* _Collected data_
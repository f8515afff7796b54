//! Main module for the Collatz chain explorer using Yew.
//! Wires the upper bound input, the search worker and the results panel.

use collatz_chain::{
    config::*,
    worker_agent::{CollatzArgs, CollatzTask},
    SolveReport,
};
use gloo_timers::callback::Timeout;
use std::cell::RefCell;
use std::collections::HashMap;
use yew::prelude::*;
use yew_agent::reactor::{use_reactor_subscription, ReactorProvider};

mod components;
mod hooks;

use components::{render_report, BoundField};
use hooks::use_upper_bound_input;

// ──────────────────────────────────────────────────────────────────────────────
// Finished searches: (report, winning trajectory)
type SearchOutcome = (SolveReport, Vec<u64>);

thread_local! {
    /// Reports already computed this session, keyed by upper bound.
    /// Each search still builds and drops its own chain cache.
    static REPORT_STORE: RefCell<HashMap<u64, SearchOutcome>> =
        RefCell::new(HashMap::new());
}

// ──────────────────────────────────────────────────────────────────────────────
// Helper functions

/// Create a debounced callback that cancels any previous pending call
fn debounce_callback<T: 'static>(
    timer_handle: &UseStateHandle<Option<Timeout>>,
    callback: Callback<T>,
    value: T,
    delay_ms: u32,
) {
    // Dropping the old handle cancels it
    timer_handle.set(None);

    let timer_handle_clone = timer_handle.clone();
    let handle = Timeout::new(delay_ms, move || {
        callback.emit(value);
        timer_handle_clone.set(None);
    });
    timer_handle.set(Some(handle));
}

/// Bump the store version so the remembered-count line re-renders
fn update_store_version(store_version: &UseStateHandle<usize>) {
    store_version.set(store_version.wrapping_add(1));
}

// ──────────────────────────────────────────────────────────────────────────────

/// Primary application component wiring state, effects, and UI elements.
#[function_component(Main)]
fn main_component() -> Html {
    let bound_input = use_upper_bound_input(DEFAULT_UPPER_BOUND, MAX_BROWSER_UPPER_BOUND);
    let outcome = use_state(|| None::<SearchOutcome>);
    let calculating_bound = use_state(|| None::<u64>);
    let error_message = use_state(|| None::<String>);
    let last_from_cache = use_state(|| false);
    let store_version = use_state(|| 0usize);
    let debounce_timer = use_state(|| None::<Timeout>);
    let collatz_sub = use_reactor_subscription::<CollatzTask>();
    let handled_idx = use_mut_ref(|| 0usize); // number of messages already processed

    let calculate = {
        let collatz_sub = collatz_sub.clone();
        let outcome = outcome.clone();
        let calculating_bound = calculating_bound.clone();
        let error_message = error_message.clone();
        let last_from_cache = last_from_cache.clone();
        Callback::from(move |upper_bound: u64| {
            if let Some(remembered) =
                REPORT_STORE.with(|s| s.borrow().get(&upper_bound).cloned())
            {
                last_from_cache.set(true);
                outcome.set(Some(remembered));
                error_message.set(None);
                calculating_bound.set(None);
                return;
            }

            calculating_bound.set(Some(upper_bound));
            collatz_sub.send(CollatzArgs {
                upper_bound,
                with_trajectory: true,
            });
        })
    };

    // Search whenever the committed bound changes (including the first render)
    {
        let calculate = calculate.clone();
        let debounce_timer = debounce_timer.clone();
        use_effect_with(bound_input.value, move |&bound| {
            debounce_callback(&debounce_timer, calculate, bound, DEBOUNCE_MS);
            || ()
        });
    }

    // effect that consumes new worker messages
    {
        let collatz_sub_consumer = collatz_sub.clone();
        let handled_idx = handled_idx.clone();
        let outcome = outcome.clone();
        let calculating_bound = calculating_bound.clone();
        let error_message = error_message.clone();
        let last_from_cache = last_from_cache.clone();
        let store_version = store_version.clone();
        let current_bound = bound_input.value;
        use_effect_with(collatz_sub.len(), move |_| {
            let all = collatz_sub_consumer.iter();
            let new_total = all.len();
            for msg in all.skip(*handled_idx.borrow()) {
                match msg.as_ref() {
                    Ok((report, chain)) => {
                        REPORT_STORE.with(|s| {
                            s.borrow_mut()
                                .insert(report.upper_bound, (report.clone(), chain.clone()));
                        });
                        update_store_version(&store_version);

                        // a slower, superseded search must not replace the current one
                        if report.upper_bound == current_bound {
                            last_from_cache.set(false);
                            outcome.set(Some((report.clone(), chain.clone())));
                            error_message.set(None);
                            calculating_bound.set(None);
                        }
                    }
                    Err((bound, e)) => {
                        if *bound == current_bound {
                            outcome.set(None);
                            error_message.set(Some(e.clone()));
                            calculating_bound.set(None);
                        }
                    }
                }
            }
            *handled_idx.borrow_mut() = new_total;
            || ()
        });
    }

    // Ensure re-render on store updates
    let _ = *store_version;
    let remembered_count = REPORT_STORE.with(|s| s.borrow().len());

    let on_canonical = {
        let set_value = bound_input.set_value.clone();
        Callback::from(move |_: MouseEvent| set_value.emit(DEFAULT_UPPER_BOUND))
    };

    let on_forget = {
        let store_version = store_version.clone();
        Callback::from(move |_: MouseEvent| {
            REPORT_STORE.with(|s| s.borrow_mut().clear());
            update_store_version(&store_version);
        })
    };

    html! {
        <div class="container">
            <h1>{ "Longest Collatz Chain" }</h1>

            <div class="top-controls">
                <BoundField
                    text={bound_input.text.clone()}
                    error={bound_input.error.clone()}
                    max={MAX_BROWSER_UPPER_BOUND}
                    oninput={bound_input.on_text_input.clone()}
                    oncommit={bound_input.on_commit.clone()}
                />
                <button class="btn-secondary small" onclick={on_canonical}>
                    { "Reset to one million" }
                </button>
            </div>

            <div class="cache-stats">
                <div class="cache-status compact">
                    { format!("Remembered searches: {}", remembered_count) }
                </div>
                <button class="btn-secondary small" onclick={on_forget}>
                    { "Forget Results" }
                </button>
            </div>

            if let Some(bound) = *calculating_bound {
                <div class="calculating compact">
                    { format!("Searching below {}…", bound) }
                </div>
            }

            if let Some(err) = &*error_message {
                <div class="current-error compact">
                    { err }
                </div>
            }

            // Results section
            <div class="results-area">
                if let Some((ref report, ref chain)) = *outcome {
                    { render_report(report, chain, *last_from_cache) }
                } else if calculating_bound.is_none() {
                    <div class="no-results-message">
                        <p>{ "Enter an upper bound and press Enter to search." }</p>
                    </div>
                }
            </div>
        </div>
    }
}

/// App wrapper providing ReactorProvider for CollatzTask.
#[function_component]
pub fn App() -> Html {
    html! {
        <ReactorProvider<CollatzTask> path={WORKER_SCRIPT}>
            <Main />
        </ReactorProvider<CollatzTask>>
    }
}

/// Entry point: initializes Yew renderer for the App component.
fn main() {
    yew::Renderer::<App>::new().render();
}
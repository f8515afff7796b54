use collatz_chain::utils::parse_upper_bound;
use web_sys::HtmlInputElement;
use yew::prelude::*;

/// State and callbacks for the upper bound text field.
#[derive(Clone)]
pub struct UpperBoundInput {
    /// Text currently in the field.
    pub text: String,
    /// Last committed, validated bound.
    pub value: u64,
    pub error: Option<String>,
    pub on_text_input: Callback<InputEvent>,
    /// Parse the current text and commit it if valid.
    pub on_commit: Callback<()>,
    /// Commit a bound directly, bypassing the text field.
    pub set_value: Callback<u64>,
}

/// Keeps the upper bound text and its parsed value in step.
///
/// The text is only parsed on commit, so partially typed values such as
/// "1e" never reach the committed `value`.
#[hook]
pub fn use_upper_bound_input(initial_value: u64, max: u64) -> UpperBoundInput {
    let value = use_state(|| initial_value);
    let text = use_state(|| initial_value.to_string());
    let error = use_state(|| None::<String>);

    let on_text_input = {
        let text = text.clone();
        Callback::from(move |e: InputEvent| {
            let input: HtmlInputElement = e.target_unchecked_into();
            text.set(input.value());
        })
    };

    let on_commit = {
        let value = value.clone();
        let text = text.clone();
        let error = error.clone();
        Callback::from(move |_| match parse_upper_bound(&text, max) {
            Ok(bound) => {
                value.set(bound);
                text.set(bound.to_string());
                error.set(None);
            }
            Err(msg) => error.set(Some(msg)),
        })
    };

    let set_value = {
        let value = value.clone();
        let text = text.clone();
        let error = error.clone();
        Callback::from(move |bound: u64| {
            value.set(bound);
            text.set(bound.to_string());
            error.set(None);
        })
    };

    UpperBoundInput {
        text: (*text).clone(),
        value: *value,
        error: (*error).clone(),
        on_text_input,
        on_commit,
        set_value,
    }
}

* _Task description_
Give back exactly the lines above, from the line containing "the App component." through the line containing "Callback::from(move |e: InputEvent|", with both end lines and nothing more.

* _Output_
/// Entry point: initializes Yew renderer for the App component.
fn main() {
    yew::Renderer::<App>::new().render();
}
repository f8515afff7796b54
use collatz_chain::utils::parse_upper_bound;
use web_sys::HtmlInputElement;
use yew::prelude::*;

/// State and callbacks for the upper bound text field.
#[derive(Clone)]
pub struct UpperBoundInput {
    /// Text currently in the field.
    pub text: String,
    /// Last committed, validated bound.
    pub value: u64,
    pub error: Option<String>,
    pub on_text_input: Callback<InputEvent>,
    /// Parse the current text and commit it if valid.
    pub on_commit: Callback<()>,
    /// Commit a bound directly, bypassing the text field.
    pub set_value: Callback<u64>,
}

/// Keeps the upper bound text and its parsed value in step.
///
/// The text is only parsed on commit, so partially typed values such as
/// "1e" never reach the committed `value`.
#[hook]
pub fn use_upper_bound_input(initial_value: u64, max: u64) -> UpperBoundInput {
    let value = use_state(|| initial_value);
    let text = use_state(|| initial_value.to_string());
    let error = use_state(|| None::<String>);

    let on_text_input = {
        let text = text.clone();
        Callback::from(move |e: InputEvent| {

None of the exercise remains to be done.